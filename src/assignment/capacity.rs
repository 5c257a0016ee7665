//! Capacity-constrained order assignment.
//!
//! # Algorithm
//!
//! 1. Sort orders by priority (high first), then by container count (largest
//!    first). The sort is stable.
//! 2. **Nominal pass**: for each vehicle in input order, scan the remaining
//!    pool from its tail to its head and take every order that still fits
//!    within the vehicle's capacity.
//! 3. **Overflow pass**: if orders remain, repeat the scan for the vehicles
//!    that received nothing in the nominal pass, against a ceiling of
//!    `floor(capacity * overload_factor)`.
//!
//! Orders left after both passes are returned as unassigned.
//!
//! # Complexity
//!
//! O(n log n + m·n) for n orders and m vehicles.

use crate::models::{LoadMode, Order, Vehicle};

/// Orders packed onto one vehicle, before sequencing.
#[derive(Debug, Clone)]
pub struct VehicleBatch<'a> {
    /// Vehicle receiving the orders.
    pub vehicle: &'a Vehicle,
    /// Orders in the order they were packed.
    pub orders: Vec<&'a Order>,
    /// Total containers.
    pub load: u32,
    /// Capacity ceiling used while packing.
    pub ceiling: u32,
    /// Which pass produced the batch.
    pub mode: LoadMode,
}

/// Result of [`CapacityAssigner::assign`].
#[derive(Debug, Clone, Default)]
pub struct Assignment<'a> {
    /// Non-empty batches, nominal pass first.
    pub batches: Vec<VehicleBatch<'a>>,
    /// Orders that fit no vehicle even at the relaxed ceiling.
    pub unassigned: Vec<&'a Order>,
}

/// Packs orders onto vehicles by priority and size.
///
/// # Examples
///
/// ```
/// use chrono::NaiveDate;
/// use u_tourplan::models::{LoadMode, Order, Vehicle};
/// use u_tourplan::assignment::CapacityAssigner;
///
/// let date = NaiveDate::from_ymd_opt(2024, 5, 6).unwrap();
/// let orders = vec![
///     Order::new("o1", "c1", 5, date),
///     Order::new("o2", "c2", 3, date),
///     Order::new("o3", "c3", 4, date),
/// ];
/// let vehicles = vec![Vehicle::new("v1", 10), Vehicle::new("v2", 5)];
///
/// let order_refs: Vec<&Order> = orders.iter().collect();
/// let vehicle_refs: Vec<&Vehicle> = vehicles.iter().collect();
/// let assignment = CapacityAssigner::new().assign(&order_refs, &vehicle_refs);
///
/// // v1 takes the 3 and the 4; the 5 no longer fits and goes to v2.
/// assert_eq!(assignment.batches.len(), 2);
/// assert_eq!(assignment.batches[0].load, 7);
/// assert_eq!(assignment.batches[1].load, 5);
/// assert_eq!(assignment.batches[1].mode, LoadMode::Nominal);
/// assert!(assignment.unassigned.is_empty());
/// ```
#[derive(Debug, Clone, Copy, PartialEq)]
pub struct CapacityAssigner {
    overload_factor: f64,
}

impl Default for CapacityAssigner {
    fn default() -> Self {
        Self::new()
    }
}

impl CapacityAssigner {
    /// Creates an assigner allowing 20% overload in the overflow pass.
    pub fn new() -> Self {
        Self {
            overload_factor: 1.2,
        }
    }

    /// Sets the overflow-pass capacity multiplier.
    pub fn with_overload_factor(mut self, factor: f64) -> Self {
        self.overload_factor = factor;
        self
    }

    /// Overflow-pass ceiling for a vehicle capacity.
    pub fn relaxed_capacity(&self, capacity: u32) -> u32 {
        let relaxed = (f64::from(capacity) * self.overload_factor).floor();
        if relaxed >= f64::from(u32::MAX) {
            u32::MAX
        } else {
            relaxed as u32
        }
    }

    /// Sorts orders by descending priority, then descending container count.
    pub fn prioritize<'a>(orders: &[&'a Order]) -> Vec<&'a Order> {
        let mut sorted = orders.to_vec();
        sorted.sort_by(|a, b| {
            b.priority()
                .weight()
                .cmp(&a.priority().weight())
                .then_with(|| b.container_count().cmp(&a.container_count()))
        });
        sorted
    }

    /// Partitions `orders` across `vehicles`.
    ///
    /// Vehicles are used in the given order; a vehicle that receives nothing
    /// produces no batch. Inputs are not modified.
    pub fn assign<'a>(&self, orders: &[&'a Order], vehicles: &[&'a Vehicle]) -> Assignment<'a> {
        let mut pool = Self::prioritize(orders);
        let mut batches = Vec::new();
        let mut unused = Vec::new();

        for &vehicle in vehicles {
            let ceiling = vehicle.capacity();
            match pack(&mut pool, ceiling) {
                Some((taken, load)) => batches.push(VehicleBatch {
                    vehicle,
                    orders: taken,
                    load,
                    ceiling,
                    mode: LoadMode::Nominal,
                }),
                None => unused.push(vehicle),
            }
        }

        for vehicle in unused {
            if pool.is_empty() {
                break;
            }
            let ceiling = self.relaxed_capacity(vehicle.capacity());
            if let Some((taken, load)) = pack(&mut pool, ceiling) {
                batches.push(VehicleBatch {
                    vehicle,
                    orders: taken,
                    load,
                    ceiling,
                    mode: LoadMode::Overloaded,
                });
            }
        }

        Assignment {
            batches,
            unassigned: pool,
        }
    }
}

/// Takes every order that fits, scanning `pool` from tail to head.
///
/// Returns `None` if nothing fits.
fn pack<'a>(pool: &mut Vec<&'a Order>, ceiling: u32) -> Option<(Vec<&'a Order>, u32)> {
    let mut taken = Vec::new();
    let mut load: u64 = 0;
    for i in (0..pool.len()).rev() {
        let count = u64::from(pool[i].container_count());
        if load + count <= u64::from(ceiling) {
            taken.push(pool.remove(i));
            load += count;
        }
    }
    if taken.is_empty() {
        return None;
    }
    // load <= ceiling, so it fits in u32.
    Some((taken, load as u32))
}

#[cfg(test)]
mod tests {
    use super::*;
    use crate::models::Priority;
    use chrono::NaiveDate;

    fn date() -> NaiveDate {
        NaiveDate::from_ymd_opt(2024, 5, 6).expect("valid date")
    }

    fn order(id: &str, containers: u32, priority: Priority) -> Order {
        Order::new(id, format!("c-{id}"), containers, date()).with_priority(priority)
    }

    fn ids<'a>(orders: &[&'a Order]) -> Vec<&'a str> {
        orders.iter().map(|o| o.id()).collect()
    }

    #[test]
    fn test_prioritize() {
        let orders = vec![
            order("low-big", 9, Priority::Low),
            order("high-small", 1, Priority::High),
            order("med-2", 2, Priority::Medium),
            order("high-big", 5, Priority::High),
            order("med-2b", 2, Priority::Medium),
        ];
        let refs: Vec<&Order> = orders.iter().collect();
        let sorted = CapacityAssigner::prioritize(&refs);
        assert_eq!(
            ids(&sorted),
            vec!["high-big", "high-small", "med-2", "med-2b", "low-big"]
        );
    }

    #[test]
    fn test_relaxed_capacity() {
        let a = CapacityAssigner::new();
        assert_eq!(a.relaxed_capacity(10), 12);
        assert_eq!(a.relaxed_capacity(4), 4);
        assert_eq!(a.relaxed_capacity(5), 6);
        assert_eq!(a.with_overload_factor(1.0).relaxed_capacity(7), 7);
    }

    #[test]
    fn test_single_vehicle_fits_all() {
        let orders = vec![
            order("a", 5, Priority::Medium),
            order("b", 3, Priority::Medium),
            order("c", 4, Priority::Medium),
        ];
        let vehicles = vec![Vehicle::new("v1", 12)];
        let o: Vec<&Order> = orders.iter().collect();
        let v: Vec<&Vehicle> = vehicles.iter().collect();
        let result = CapacityAssigner::new().assign(&o, &v);
        assert_eq!(result.batches.len(), 1);
        assert_eq!(result.batches[0].load, 12);
        assert!(result.unassigned.is_empty());
        // Scanned from the tail of [a(5), c(4), b(3)].
        assert_eq!(ids(&result.batches[0].orders), vec!["b", "c", "a"]);
    }

    #[test]
    fn test_single_vehicle_leaves_largest_unassigned() {
        let orders = vec![
            order("a", 5, Priority::Medium),
            order("b", 3, Priority::Medium),
            order("c", 4, Priority::Medium),
        ];
        let vehicles = vec![Vehicle::new("v1", 10)];
        let o: Vec<&Order> = orders.iter().collect();
        let v: Vec<&Vehicle> = vehicles.iter().collect();
        let result = CapacityAssigner::new().assign(&o, &v);
        assert_eq!(result.batches.len(), 1);
        assert_eq!(result.batches[0].load, 7);
        assert_eq!(ids(&result.unassigned), vec!["a"]);
    }

    #[test]
    fn test_overflow_pass_uses_idle_vehicle() {
        let orders = vec![
            order("a", 5, Priority::Medium),
            order("b", 5, Priority::Medium),
            order("big", 6, Priority::Medium),
        ];
        // v1 takes both 5s; v2 (cap 5) gets nothing nominally, then takes
        // the 6 against floor(5 * 1.2) = 6.
        let vehicles = vec![Vehicle::new("v1", 10), Vehicle::new("v2", 5)];
        let o: Vec<&Order> = orders.iter().collect();
        let v: Vec<&Vehicle> = vehicles.iter().collect();
        let result = CapacityAssigner::new().assign(&o, &v);
        assert_eq!(result.batches.len(), 2);
        assert_eq!(result.batches[0].mode, LoadMode::Nominal);
        assert_eq!(ids(&result.batches[0].orders), vec!["b", "a"]);
        let overflow = &result.batches[1];
        assert_eq!(overflow.vehicle.id(), "v2");
        assert_eq!(overflow.mode, LoadMode::Overloaded);
        assert_eq!(overflow.ceiling, 6);
        assert_eq!(overflow.load, 6);
        assert!(result.unassigned.is_empty());
    }

    #[test]
    fn test_used_vehicles_skip_overflow_pass() {
        let orders = vec![order("a", 4, Priority::High), order("b", 4, Priority::Low)];
        let vehicles = vec![Vehicle::new("v1", 4)];
        let o: Vec<&Order> = orders.iter().collect();
        let v: Vec<&Vehicle> = vehicles.iter().collect();
        let result = CapacityAssigner::new().assign(&o, &v);
        // Tail-first scan takes the low-priority order.
        assert_eq!(ids(&result.batches[0].orders), vec!["b"]);
        assert_eq!(ids(&result.unassigned), vec!["a"]);
    }

    #[test]
    fn test_empty_inputs() {
        let orders = vec![order("a", 1, Priority::Low)];
        let vehicles = vec![Vehicle::new("v1", 3)];
        let o: Vec<&Order> = orders.iter().collect();
        let v: Vec<&Vehicle> = vehicles.iter().collect();

        let none = CapacityAssigner::new().assign(&[], &v);
        assert!(none.batches.is_empty());
        assert!(none.unassigned.is_empty());

        let no_vehicles = CapacityAssigner::new().assign(&o, &[]);
        assert!(no_vehicles.batches.is_empty());
        assert_eq!(ids(&no_vehicles.unassigned), vec!["a"]);
    }

    #[test]
    fn test_inputs_not_reordered() {
        let orders = vec![order("a", 1, Priority::Low), order("b", 2, Priority::High)];
        let vehicles = vec![Vehicle::new("v1", 3)];
        let o: Vec<&Order> = orders.iter().collect();
        let v: Vec<&Vehicle> = vehicles.iter().collect();
        let _ = CapacityAssigner::new().assign(&o, &v);
        assert_eq!(ids(&o), vec!["a", "b"]);
    }
}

-------

Reproduce exactly the lines that run from the start of the records to the line with "the vehicle's capacity.", both included.

_Written response_
filename src/assignment/capacity.rs
repository 5c257a0016ee7665
//! Capacity-constrained order assignment.
//!
//! # Algorithm
//!
//! 1. Sort orders by priority (high first), then by container count (largest
//!    first). The sort is stable.
//! 2. **Nominal pass**: for each vehicle in input order, scan the remaining
//!    pool from its tail to its head and take every order that still fits
//!    within the vehicle's capacity.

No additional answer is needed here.